#### Dataset content ####
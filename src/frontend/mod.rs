//! Frontend module - Lexer, Parser, Symbol Resolution, Type Checking

pub mod token;
pub mod lexer;
pub mod symbol;
pub mod ast;
pub mod parser;
pub mod semantic;
pub mod printer;

pub use lexer::Lexer;
pub use parser::Parser;
pub use semantic::{TypeChecker, TypeMap};
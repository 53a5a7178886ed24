//! Token definitions for Crux

use std::fmt;

use serde::Serialize;

use crate::utils::Position;

/// A token produced by the lexer
#[derive(Debug, Clone, PartialEq, Serialize)]
pub struct Token {
    pub kind: TokenKind,
    /// Source text for identifiers, numbers and errors; the fixed spelling otherwise
    pub lexeme: String,
    pub position: Position,
}

impl Token {
    pub fn new(kind: TokenKind, lexeme: impl Into<String>, position: Position) -> Self {
        Self {
            kind,
            lexeme: lexeme.into(),
            position,
        }
    }

    /// A token whose lexeme is the kind's fixed spelling
    pub fn fixed(kind: TokenKind, position: Position) -> Self {
        Self::new(kind, kind.default_lexeme(), position)
    }

    pub fn eof(position: Position) -> Self {
        Self::new(TokenKind::Eof, "", position)
    }
}

impl fmt::Display for Token {
    fn fmt(&self, f: &mut fmt::Formatter<'_>) -> fmt::Result {
        let (line, column) = (self.position.line, self.position.column);
        match self.kind {
            TokenKind::Identifier | TokenKind::Integer | TokenKind::Float => write!(
                f,
                "{}({})(lineNum:{}, charPos:{})",
                self.kind, self.lexeme, line, column
            ),
            TokenKind::Error => write!(
                f,
                "{}(Unexpected character: {})(lineNum:{}, charPos:{})",
                self.kind, self.lexeme, line, column
            ),
            _ => write!(f, "{}(lineNum:{}, charPos:{})", self.kind, line, column),
        }
    }
}

/// Token kinds
#[derive(Debug, Clone, Copy, PartialEq, Eq, Hash, Serialize)]
pub enum TokenKind {
    // ============ Keywords ============
    /// and
    And,
    /// or
    Or,
    /// not
    Not,
    /// let
    Let,
    /// var
    Var,
    /// array
    Array,
    /// func
    Func,
    /// if
    If,
    /// else
    Else,
    /// while
    While,
    /// true
    True,
    /// false
    False,
    /// return
    Return,

    // ============ Operators ============
    /// +
    Add,
    /// -
    Sub,
    /// *
    Mul,
    /// /
    Div,
    /// >=
    GreaterEqual,
    /// <=
    LesserEqual,
    /// !=
    NotEqual,
    /// ==
    Equal,
    /// >
    GreaterThan,
    /// <
    LessThan,
    /// =
    Assign,
    /// ,
    Comma,
    /// ;
    Semicolon,
    /// :
    Colon,
    /// ::
    Call,

    // ============ Delimiters ============
    /// (
    OpenParen,
    /// )
    CloseParen,
    /// {
    OpenBrace,
    /// }
    CloseBrace,
    /// [
    OpenBracket,
    /// ]
    CloseBracket,

    // ============ Literals ============
    Identifier,
    Integer,
    Float,

    // ============ Special ============
    /// Unrecognized character
    Error,
    /// End of input
    Eof,
}

impl TokenKind {
    /// Every kind with a fixed spelling, keywords first
    pub const FIXED: [TokenKind; 34] = [
        TokenKind::And,
        TokenKind::Or,
        TokenKind::Not,
        TokenKind::Let,
        TokenKind::Var,
        TokenKind::Array,
        TokenKind::Func,
        TokenKind::If,
        TokenKind::Else,
        TokenKind::While,
        TokenKind::True,
        TokenKind::False,
        TokenKind::Return,
        TokenKind::Add,
        TokenKind::Sub,
        TokenKind::Mul,
        TokenKind::Div,
        TokenKind::GreaterEqual,
        TokenKind::LesserEqual,
        TokenKind::NotEqual,
        TokenKind::Equal,
        TokenKind::GreaterThan,
        TokenKind::LessThan,
        TokenKind::Assign,
        TokenKind::Comma,
        TokenKind::Semicolon,
        TokenKind::Colon,
        TokenKind::Call,
        TokenKind::OpenParen,
        TokenKind::CloseParen,
        TokenKind::OpenBrace,
        TokenKind::CloseBrace,
        TokenKind::OpenBracket,
        TokenKind::CloseBracket,
    ];

    /// Check if this token is a keyword
    pub fn is_keyword(&self) -> bool {
        matches!(
            self,
            TokenKind::And
                | TokenKind::Or
                | TokenKind::Not
                | TokenKind::Let
                | TokenKind::Var
                | TokenKind::Array
                | TokenKind::Func
                | TokenKind::If
                | TokenKind::Else
                | TokenKind::While
                | TokenKind::True
                | TokenKind::False
                | TokenKind::Return
        )
    }

    /// Try to convert an identifier to a keyword
    pub fn keyword_from_str(s: &str) -> Option<TokenKind> {
        match s {
            "and" => Some(TokenKind::And),
            "or" => Some(TokenKind::Or),
            "not" => Some(TokenKind::Not),
            "let" => Some(TokenKind::Let),
            "var" => Some(TokenKind::Var),
            "array" => Some(TokenKind::Array),
            "func" => Some(TokenKind::Func),
            "if" => Some(TokenKind::If),
            "else" => Some(TokenKind::Else),
            "while" => Some(TokenKind::While),
            "true" => Some(TokenKind::True),
            "false" => Some(TokenKind::False),
            "return" => Some(TokenKind::Return),
            _ => None,
        }
    }

    /// The fixed spelling of this kind, empty for kinds that carry source text
    pub fn default_lexeme(&self) -> &'static str {
        match self {
            TokenKind::And => "and",
            TokenKind::Or => "or",
            TokenKind::Not => "not",
            TokenKind::Let => "let",
            TokenKind::Var => "var",
            TokenKind::Array => "array",
            TokenKind::Func => "func",
            TokenKind::If => "if",
            TokenKind::Else => "else",
            TokenKind::While => "while",
            TokenKind::True => "true",
            TokenKind::False => "false",
            TokenKind::Return => "return",
            TokenKind::Add => "+",
            TokenKind::Sub => "-",
            TokenKind::Mul => "*",
            TokenKind::Div => "/",
            TokenKind::GreaterEqual => ">=",
            TokenKind::LesserEqual => "<=",
            TokenKind::NotEqual => "!=",
            TokenKind::Equal => "==",
            TokenKind::GreaterThan => ">",
            TokenKind::LessThan => "<",
            TokenKind::Assign => "=",
            TokenKind::Comma => ",",
            TokenKind::Semicolon => ";",
            TokenKind::Colon => ":",
            TokenKind::Call => "::",
            TokenKind::OpenParen => "(",
            TokenKind::CloseParen => ")",
            TokenKind::OpenBrace => "{",
            TokenKind::CloseBrace => "}",
            TokenKind::OpenBracket => "[",
            TokenKind::CloseBracket => "]",
            TokenKind::Identifier
            | TokenKind::Integer
            | TokenKind::Float
            | TokenKind::Error
            | TokenKind::Eof => "",
        }
    }

    /// The diagnostic name of this kind, as it appears in syntax errors
    pub fn name(&self) -> &'static str {
        match self {
            TokenKind::And => "AND",
            TokenKind::Or => "OR",
            TokenKind::Not => "NOT",
            TokenKind::Let => "LET",
            TokenKind::Var => "VAR",
            TokenKind::Array => "ARRAY",
            TokenKind::Func => "FUNC",
            TokenKind::If => "IF",
            TokenKind::Else => "ELSE",
            TokenKind::While => "WHILE",
            TokenKind::True => "TRUE",
            TokenKind::False => "FALSE",
            TokenKind::Return => "RETURN",
            TokenKind::Add => "ADD",
            TokenKind::Sub => "SUB",
            TokenKind::Mul => "MUL",
            TokenKind::Div => "DIV",
            TokenKind::GreaterEqual => "GREATER_EQUAL",
            TokenKind::LesserEqual => "LESSER_EQUAL",
            TokenKind::NotEqual => "NOT_EQUAL",
            TokenKind::Equal => "EQUAL",
            TokenKind::GreaterThan => "GREATER_THAN",
            TokenKind::LessThan => "LESS_THAN",
            TokenKind::Assign => "ASSIGN",
            TokenKind::Comma => "COMMA",
            TokenKind::Semicolon => "SEMICOLON",
            TokenKind::Colon => "COLON",
            TokenKind::Call => "CALL",
            TokenKind::OpenParen => "OPEN_PAREN",
            TokenKind::CloseParen => "CLOSE_PAREN",
            TokenKind::OpenBrace => "OPEN_BRACE",
            TokenKind::CloseBrace => "CLOSE_BRACE",
            TokenKind::OpenBracket => "OPEN_BRACKET",
            TokenKind::CloseBracket => "CLOSE_BRACKET",
            TokenKind::Identifier => "IDENTIFIER",
            TokenKind::Integer => "INTEGER",
            TokenKind::Float => "FLOAT",
            TokenKind::Error => "ERROR",
            TokenKind::Eof => "EOF",
        }
    }
}

impl fmt::Display for TokenKind {
    fn fmt(&self, f: &mut fmt::Formatter<'_>) -> fmt::Result {
        f.write_str(self.name())
    }
}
####
- [What to produce]: All lines in the preceding records that hold the word "impl" need to be copied.

- [Answer for the task]:
impl Token {
    pub fn new(kind: TokenKind, lexeme: impl Into<String>, position: Position) -> Self {
impl fmt::Display for Token {
impl TokenKind {
impl fmt::Display for TokenKind {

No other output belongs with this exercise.